Senate Passes Significant Amtrak Reform and Funding Package Amendment lays out a positive future for Amtrak
Contact: Colin Peppard – 202-222-0747 (office) or 202-841-4491 (mobile)
Washington D.C. – The U.S. Senate passed a significant Amtrak reform package today, in an effort to overhaul the railroad and avoid a White House veto of Amtrak funding passed in late October. The amendment, attached to the Deficit Reduction Reconciliation Bill (S. 1932), increases Amtrak oversight and gives the private sector and states a greater role, while encouraging capital investments in tracks, trains, and stations.
“This bill addresses calls for reform from the White House and other critics while putting Amtrak on a path to long-term stability,” said Colin Peppard, Transportation Policy Coordinator. “This amendment contains some very new and very interesting ideas, and is a step in the right direction for Amtrak.”
Two weeks ago, the White House explained its opposition to the Senate’s 2006 Amtrak funding level of $1.45 billion in a Statement of Administration Policy. “In the absence of reforms, this level of taxpayer funding for a private corporation would be unacceptable to the Administration, and the president’s senior advisers would recommend that he veto the bill,” the statement said.

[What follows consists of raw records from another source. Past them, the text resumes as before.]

//! Conversion between spreadsheet date serials and `chrono` date-times
//!
//! Serials count days since the workbook's epoch; the fractional part is the
//! time of day. The 1900 system keeps the fictitious 1900-02-29 (serial 60),
//! which has no calendar equivalent and therefore does not convert.

use chrono::{Duration, NaiveDate, NaiveDateTime, Timelike};

const MS_PER_DAY: i64 = 86_400_000;

/// Last serial Excel accepts (9999-12-31 in the 1900 system)
const MAX_SERIAL_1900: f64 = 2_958_466.0;

/// Date epoch of a workbook
#[derive(Debug, Clone, Copy, PartialEq, Eq, Default)]
pub enum DateSystem {
    /// Serial 1 is 1900-01-01 (with the 1900 leap-year bug)
    #[default]
    Excel1900,
    /// Serial 0 is 1904-01-01
    Excel1904,
}

impl DateSystem {
    /// Convert a serial to a date-time, rounding to the millisecond
    ///
    /// Returns `None` for negative, non-finite or out-of-range serials and for
    /// serial 60 in the 1900 system.
    pub fn to_datetime(self, serial: f64) -> Option<NaiveDateTime> {
        let limit = match self {
            DateSystem::Excel1900 => MAX_SERIAL_1900,
            DateSystem::Excel1904 => MAX_SERIAL_1900 - 1462.0,
        };
        if !serial.is_finite() || serial < 0.0 || serial >= limit {
            return None;
        }

        let total_ms = (serial * MS_PER_DAY as f64).round() as i64;
        let days = total_ms.div_euclid(MS_PER_DAY);
        let ms = total_ms.rem_euclid(MS_PER_DAY);

        let date = match self {
            DateSystem::Excel1900 => match days {
                60 => return None,
                0..=59 => ymd(1899, 12, 31)? + Duration::days(days),
                _ => ymd(1899, 12, 30)? + Duration::days(days),
            },
            DateSystem::Excel1904 => ymd(1904, 1, 1)? + Duration::days(days),
        };

        Some(date + Duration::milliseconds(ms))
    }

    /// Convert a date-time to a serial
    pub fn to_serial(self, dt: NaiveDateTime) -> f64 {
        let date = dt.date();
        let days = match self {
            DateSystem::Excel1900 => {
                let leap_bug_cutoff =
                    NaiveDate::from_ymd_opt(1900, 3, 1).unwrap_or(NaiveDate::MIN);
                let base = if date < leap_bug_cutoff {
                    NaiveDate::from_ymd_opt(1899, 12, 31)
                } else {
                    NaiveDate::from_ymd_opt(1899, 12, 30)
                };
                base.map(|b| (date - b).num_days()).unwrap_or_default()
            }
            DateSystem::Excel1904 => NaiveDate::from_ymd_opt(1904, 1, 1)
                .map(|b| (date - b).num_days())
                .unwrap_or_default(),
        };

        let time = dt.time();
        let ms = time.num_seconds_from_midnight() as i64 * 1000
            + (time.nanosecond() as f64 / 1_000_000.0).round() as i64;

        days as f64 + ms as f64 / MS_PER_DAY as f64
    }
}

fn ymd(year: i32, month: u32, day: u32) -> Option<NaiveDateTime> {
    NaiveDate::from_ymd_opt(year, month, day)?.and_hms_opt(0, 0, 0)
}

#[cfg(test)]
mod tests {
    use super::*;
    use proptest::prelude::*;

    fn dt(y: i32, m: u32, d: u32, h: u32, min: u32, s: u32) -> NaiveDateTime {
        NaiveDate::from_ymd_opt(y, m, d)
            .unwrap()
            .and_hms_opt(h, min, s)
            .unwrap()
    }

    #[test]
    fn test_known_serials_1900() {
        let sys = DateSystem::Excel1900;
        assert_eq!(sys.to_datetime(1.0), Some(dt(1900, 1, 1, 0, 0, 0)));
        assert_eq!(sys.to_datetime(59.0), Some(dt(1900, 2, 28, 0, 0, 0)));
        assert_eq!(sys.to_datetime(60.0), None);
        assert_eq!(sys.to_datetime(61.0), Some(dt(1900, 3, 1, 0, 0, 0)));
        assert_eq!(sys.to_datetime(45292.5), Some(dt(2024, 1, 1, 12, 0, 0)));
        assert_eq!(sys.to_serial(dt(2024, 1, 1, 12, 0, 0)), 45292.5);
        assert_eq!(sys.to_serial(dt(1900, 1, 1, 0, 0, 0)), 1.0);
    }

    #[test]
    fn test_known_serials_1904() {
        let sys = DateSystem::Excel1904;
        assert_eq!(sys.to_datetime(0.0), Some(dt(1904, 1, 1, 0, 0, 0)));
        assert_eq!(sys.to_datetime(43830.0), Some(dt(2024, 1, 1, 0, 0, 0)));
        assert_eq!(sys.to_serial(dt(2024, 1, 1, 0, 0, 0)), 43830.0);
    }

    #[test]
    fn test_rejects_invalid_serials() {
        let sys = DateSystem::Excel1900;
        assert_eq!(sys.to_datetime(-1.0), None);
        assert_eq!(sys.to_datetime(f64::NAN), None);
        assert_eq!(sys.to_datetime(f64::INFINITY), None);
        assert_eq!(sys.to_datetime(3_000_000.0), None);
    }

    #[test]
    fn test_rounds_to_millisecond() {
        let sys = DateSystem::Excel1900;
        // One nanosecond short of midnight rounds up to the next day
        let almost = 45292.0 + (MS_PER_DAY as f64 - 0.000001) / MS_PER_DAY as f64;
        assert_eq!(sys.to_datetime(almost), Some(dt(2024, 1, 2, 0, 0, 0)));
    }

    proptest! {
        #[test]
        fn prop_serial_inverts_1900(days in 61i64..2_958_465, ms in 0i64..MS_PER_DAY) {
            let sys = DateSystem::Excel1900;
            let base = dt(1899, 12, 30, 0, 0, 0);
            let value = base + Duration::days(days) + Duration::milliseconds(ms);
            prop_assert_eq!(sys.to_datetime(sys.to_serial(value)), Some(value));
        }

        #[test]
        fn prop_serial_inverts_1904(days in 0i64..2_957_000, ms in 0i64..MS_PER_DAY) {
            let sys = DateSystem::Excel1904;
            let base = dt(1904, 1, 1, 0, 0, 0);
            let value = base + Duration::days(days) + Duration::milliseconds(ms);
            prop_assert_eq!(sys.to_datetime(sys.to_serial(value)), Some(value));
        }
    }
}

The language of the amendment was drafted by Trent Lott (R-MS) and Frank Lautenberg (D-NJ) and passed the Senate by a vote of 93-6. A similar stand-alone bill passed favorably out of the Senate Commerce Committee by a 17-4 margin, yet was unable to get an up or down vote on the Senate floor. Amtrak reform legislation has had similar difficulties in the House of Representatives.
“It is unfortunate that the House and Senate leadership have been reluctant to hold votes on Amtrak reform legislation,” said Peppard. “It seems that both houses overwhelmingly vote for Amtrak whenever votes are held.”
Rising gas prices and instability in the airline industry make Amtrak an increasingly enticing option. Also, rail travel is often more efficient and much less polluting that travel in cars and planes.
Specific provisions in the bill would:
- reduce Amtrak’s operating subsidy
- give states the opportunity to receive federal matching funds for rail investments and capital projects
- improve Amtrak’s accounting system and require Amtrak to annually submit a 5-year financial plan
- establish a pilot program to allow bids for competition from other private railroad operators
Perhaps most significantly, the bill would establish a process to resolve conflicts with freight railroads resulting in poor performance and service quality. Freight railroads currently own a majority of the track Amtrak uses, and freight service frequently delays Amtrak trains significantly or limits where and when they can operate.